> [WHAT THE EXERCISE ASKS] The records are to be repeated in full. Every line must match.
---------- INFORMATION
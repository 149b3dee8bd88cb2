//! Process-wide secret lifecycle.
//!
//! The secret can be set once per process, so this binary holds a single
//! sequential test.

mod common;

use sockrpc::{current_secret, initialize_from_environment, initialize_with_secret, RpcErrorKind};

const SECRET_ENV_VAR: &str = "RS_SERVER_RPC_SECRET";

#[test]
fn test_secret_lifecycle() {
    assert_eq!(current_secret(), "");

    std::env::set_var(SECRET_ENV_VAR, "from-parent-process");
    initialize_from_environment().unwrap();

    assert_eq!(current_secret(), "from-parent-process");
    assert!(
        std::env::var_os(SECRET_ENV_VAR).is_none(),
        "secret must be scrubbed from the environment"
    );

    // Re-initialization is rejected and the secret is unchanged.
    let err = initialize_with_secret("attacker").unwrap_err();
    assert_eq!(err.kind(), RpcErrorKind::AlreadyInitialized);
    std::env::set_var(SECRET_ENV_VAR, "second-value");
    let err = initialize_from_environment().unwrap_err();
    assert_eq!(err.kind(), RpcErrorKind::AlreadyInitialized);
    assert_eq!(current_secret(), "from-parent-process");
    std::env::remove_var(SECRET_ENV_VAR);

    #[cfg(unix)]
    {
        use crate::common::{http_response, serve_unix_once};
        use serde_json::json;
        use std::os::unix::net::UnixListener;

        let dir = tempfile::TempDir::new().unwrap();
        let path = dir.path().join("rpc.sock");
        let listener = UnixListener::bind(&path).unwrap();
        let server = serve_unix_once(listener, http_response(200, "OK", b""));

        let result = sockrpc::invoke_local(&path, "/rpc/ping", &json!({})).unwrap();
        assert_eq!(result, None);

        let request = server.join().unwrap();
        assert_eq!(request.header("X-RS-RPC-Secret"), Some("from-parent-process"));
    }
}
--------------------
> [ANSWER SECTION]
repository 149b3dee8bd88cb2
//! Process-wide secret lifecycle.
//!
//! The secret can be set once per process, so this binary holds a single
//! sequential test.

mod common;

use sockrpc::{current_secret, initialize_from_environment, initialize_with_secret, RpcErrorKind};

const SECRET_ENV_VAR: &str = "RS_SERVER_RPC_SECRET";

#[test]
fn test_secret_lifecycle() {
    assert_eq!(current_secret(), "");

    std::env::set_var(SECRET_ENV_VAR, "from-parent-process");
    initialize_from_environment().unwrap();

    assert_eq!(current_secret(), "from-parent-process");
    assert!(
        std::env::var_os(SECRET_ENV_VAR).is_none(),
        "secret must be scrubbed from the environment"
    );

    // Re-initialization is rejected and the secret is unchanged.
    let err = initialize_with_secret("attacker").unwrap_err();
    assert_eq!(err.kind(), RpcErrorKind::AlreadyInitialized);
    std::env::set_var(SECRET_ENV_VAR, "second-value");
    let err = initialize_from_environment().unwrap_err();
    assert_eq!(err.kind(), RpcErrorKind::AlreadyInitialized);
    assert_eq!(current_secret(), "from-parent-process");
    std::env::remove_var(SECRET_ENV_VAR);

    #[cfg(unix)]
    {
        use crate::common::{http_response, serve_unix_once};
        use serde_json::json;
        use std::os::unix::net::UnixListener;

        let dir = tempfile::TempDir::new().unwrap();
        let path = dir.path().join("rpc.sock");
        let listener = UnixListener::bind(&path).unwrap();
        let server = serve_unix_once(listener, http_response(200, "OK", b""));

        let result = sockrpc::invoke_local(&path, "/rpc/ping", &json!({})).unwrap();
        assert_eq!(result, None);

        let request = server.join().unwrap();
        assert_eq!(request.header("X-RS-RPC-Secret"), Some("from-parent-process"));
    }
}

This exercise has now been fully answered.